◆ Exercise instructions:
When you reach the records, transcribe each one exactly.

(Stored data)
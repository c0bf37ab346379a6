use crate::hmlib::contigs::ContigSet;
use crate::hmlib::errors::{PipelineError, Result};
use rust_lapper::{Interval, Lapper};
use std::{
    collections::HashMap,
    fs::File,
    io::{self, BufRead},
    path::Path,
};

pub type Iv = Interval<u64, u64>;

type FileHandler = io::Result<io::Lines<io::BufReader<File>>>;

fn read_lines<P>(filename: P) -> FileHandler
where
    P: AsRef<Path>,
{
    let file = File::open(filename)?;
    Ok(io::BufReader::new(file).lines())
}

#[derive(Debug, PartialEq, Eq)]
pub struct BedEntry {
    pub chrom: String,
    pub start: u64,
    pub end: u64,
}

/// Reads tab delimited bed files while ensuring entries have start < end and
/// are sorted within a chromosome.
pub struct BedParser {
    file: std::path::PathBuf,
    prev_chrom: String,
    prev_start: u64,
}

impl BedParser {
    pub fn new(path: &Path) -> Self {
        Self {
            file: path.to_path_buf(),
            prev_chrom: String::new(),
            prev_start: 0,
        }
    }

    pub fn parse(&mut self) -> Result<Vec<BedEntry>> {
        let lines = read_lines(&self.file).map_err(|e| {
            PipelineError::config(format!("unable to read bed {}: {}", self.file.display(), e))
        })?;

        let mut entries = Vec::new();
        for line in lines.map_while(io::Result::ok) {
            let fields: Vec<&str> = line.split('\t').collect();
            if fields.len() < 3 {
                return Err(PipelineError::config(format!(
                    "malformed bed line: {}",
                    line
                )));
            }
            let chrom = fields[0].to_string();
            let (start, end) = match (fields[1].parse::<u64>(), fields[2].parse::<u64>()) {
                (Ok(s), Ok(e)) => (s, e),
                _ => {
                    return Err(PipelineError::config(format!(
                        "malformed bed coordinates: {}",
                        line
                    )))
                }
            };

            if chrom != self.prev_chrom {
                self.prev_chrom.clone_from(&chrom);
                self.prev_start = 0;
            }

            if end <= start {
                return Err(PipelineError::config(format!(
                    "malformed bed line: stop <= start {}",
                    line
                )));
            }
            if start < self.prev_start {
                return Err(PipelineError::config(format!(
                    "bed file unordered `sort -k1,1 -k2,2n` offending line {}",
                    line
                )));
            }
            self.prev_start = start;

            entries.push(BedEntry { chrom, start, end });
        }

        Ok(entries)
    }
}

/// Optional restriction of the callable space.
///
/// An unrestricted filter covers every contig end to end. A restricted filter
/// holds one interval tree per contig; contigs absent from the bed contribute
/// no callable spans.
#[derive(Default)]
pub struct RegionFilter {
    trees: HashMap<String, Lapper<u64, u64>>,
}

impl RegionFilter {
    pub fn none() -> Self {
        Self::default()
    }

    /// Build from a bed file, keeping only intervals on contigs in the set.
    pub fn from_bed(path: &Path, contigs: &ContigSet) -> Result<Self> {
        let mut parser = BedParser::new(path);
        let mut held = HashMap::<String, Vec<Iv>>::new();
        let mut dropped = 0usize;
        for entry in parser.parse()? {
            if !contigs.contains(&entry.chrom) {
                dropped += 1;
                continue;
            }
            held.entry(entry.chrom).or_default().push(Iv {
                start: entry.start,
                stop: entry.end,
                val: 0,
            });
        }
        if dropped != 0 {
            warn!("{} bed intervals on contigs outside the run", dropped);
        }

        let trees = held
            .into_iter()
            .map(|(chrom, ivs)| (chrom, Lapper::new(ivs)))
            .collect();
        Ok(Self { trees })
    }

    pub fn is_restricted(&self) -> bool {
        !self.trees.is_empty()
    }

    /// Callable spans on one contig, clamped to `[0, length)`.
    pub fn spans(&self, contig: &str, length: u64) -> Vec<(u64, u64)> {
        if !self.is_restricted() {
            return vec![(0, length)];
        }
        match self.trees.get(contig) {
            None => Vec::new(),
            Some(lapper) => lapper
                .find(0, length)
                .map(|iv| (iv.start, iv.stop.min(length)))
                .collect(),
        }
    }
}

◆ Solution:
repository c0bf37ab346379a6
use crate::hmlib::contigs::ContigSet;
use crate::hmlib::errors::{PipelineError, Result};
use rust_lapper::{Interval, Lapper};
use std::{
    collections::HashMap,
    fs::File,
    io::{self, BufRead},
    path::Path,
};

pub type Iv = Interval<u64, u64>;

type FileHandler = io::Result<io::Lines<io::BufReader<File>>>;

fn read_lines<P>(filename: P) -> FileHandler
where
    P: AsRef<Path>,
{
    let file = File::open(filename)?;
    Ok(io::BufReader::new(file).lines())
}

#[derive(Debug, PartialEq, Eq)]
pub struct BedEntry {
    pub chrom: String,
    pub start: u64,
    pub end: u64,
}

/// Reads tab delimited bed files while ensuring entries have start < end and
/// are sorted within a chromosome.
pub struct BedParser {
    file: std::path::PathBuf,
    prev_chrom: String,
    prev_start: u64,
}

impl BedParser {
    pub fn new(path: &Path) -> Self {
        Self {
            file: path.to_path_buf(),
            prev_chrom: String::new(),
            prev_start: 0,
        }
    }

    pub fn parse(&mut self) -> Result<Vec<BedEntry>> {
        let lines = read_lines(&self.file).map_err(|e| {
            PipelineError::config(format!("unable to read bed {}: {}", self.file.display(), e))
        })?;

        let mut entries = Vec::new();
        for line in lines.map_while(io::Result::ok) {
            let fields: Vec<&str> = line.split('\t').collect();
            if fields.len() < 3 {
                return Err(PipelineError::config(format!(
                    "malformed bed line: {}",
                    line
                )));
            }
            let chrom = fields[0].to_string();
            let (start, end) = match (fields[1].parse::<u64>(), fields[2].parse::<u64>()) {
                (Ok(s), Ok(e)) => (s, e),
                _ => {
                    return Err(PipelineError::config(format!(
                        "malformed bed coordinates: {}",
                        line
                    )))
                }
            };

            if chrom != self.prev_chrom {
                self.prev_chrom.clone_from(&chrom);
                self.prev_start = 0;
            }

            if end <= start {
                return Err(PipelineError::config(format!(
                    "malformed bed line: stop <= start {}",
                    line
                )));
            }
            if start < self.prev_start {
                return Err(PipelineError::config(format!(
                    "bed file unordered `sort -k1,1 -k2,2n` offending line {}",
                    line
                )));
            }
            self.prev_start = start;

            entries.push(BedEntry { chrom, start, end });
        }

        Ok(entries)
    }
}

/// Optional restriction of the callable space.
///
/// An unrestricted filter covers every contig end to end. A restricted filter
/// holds one interval tree per contig; contigs absent from the bed contribute
/// no callable spans.
#[derive(Default)]
pub struct RegionFilter {
    trees: HashMap<String, Lapper<u64, u64>>,
}

impl RegionFilter {
    pub fn none() -> Self {
        Self::default()
    }

    /// Build from a bed file, keeping only intervals on contigs in the set.
    pub fn from_bed(path: &Path, contigs: &ContigSet) -> Result<Self> {
        let mut parser = BedParser::new(path);
        let mut held = HashMap::<String, Vec<Iv>>::new();
        let mut dropped = 0usize;
        for entry in parser.parse()? {
            if !contigs.contains(&entry.chrom) {
                dropped += 1;
                continue;
            }
            held.entry(entry.chrom).or_default().push(Iv {
                start: entry.start,
                stop: entry.end,
                val: 0,
            });
        }
        if dropped != 0 {
            warn!("{} bed intervals on contigs outside the run", dropped);
        }

        let trees = held
            .into_iter()
            .map(|(chrom, ivs)| (chrom, Lapper::new(ivs)))
            .collect();
        Ok(Self { trees })
    }

    pub fn is_restricted(&self) -> bool {
        !self.trees.is_empty()
    }

    /// Callable spans on one contig, clamped to `[0, length)`.
    pub fn spans(&self, contig: &str, length: u64) -> Vec<(u64, u64)> {
        if !self.is_restricted() {
            return vec![(0, length)];
        }
        match self.trees.get(contig) {
            None => Vec::new(),
            Some(lapper) => lapper
                .find(0, length)
                .map(|iv| (iv.start, iv.stop.min(length)))
                .collect(),
        }
    }
}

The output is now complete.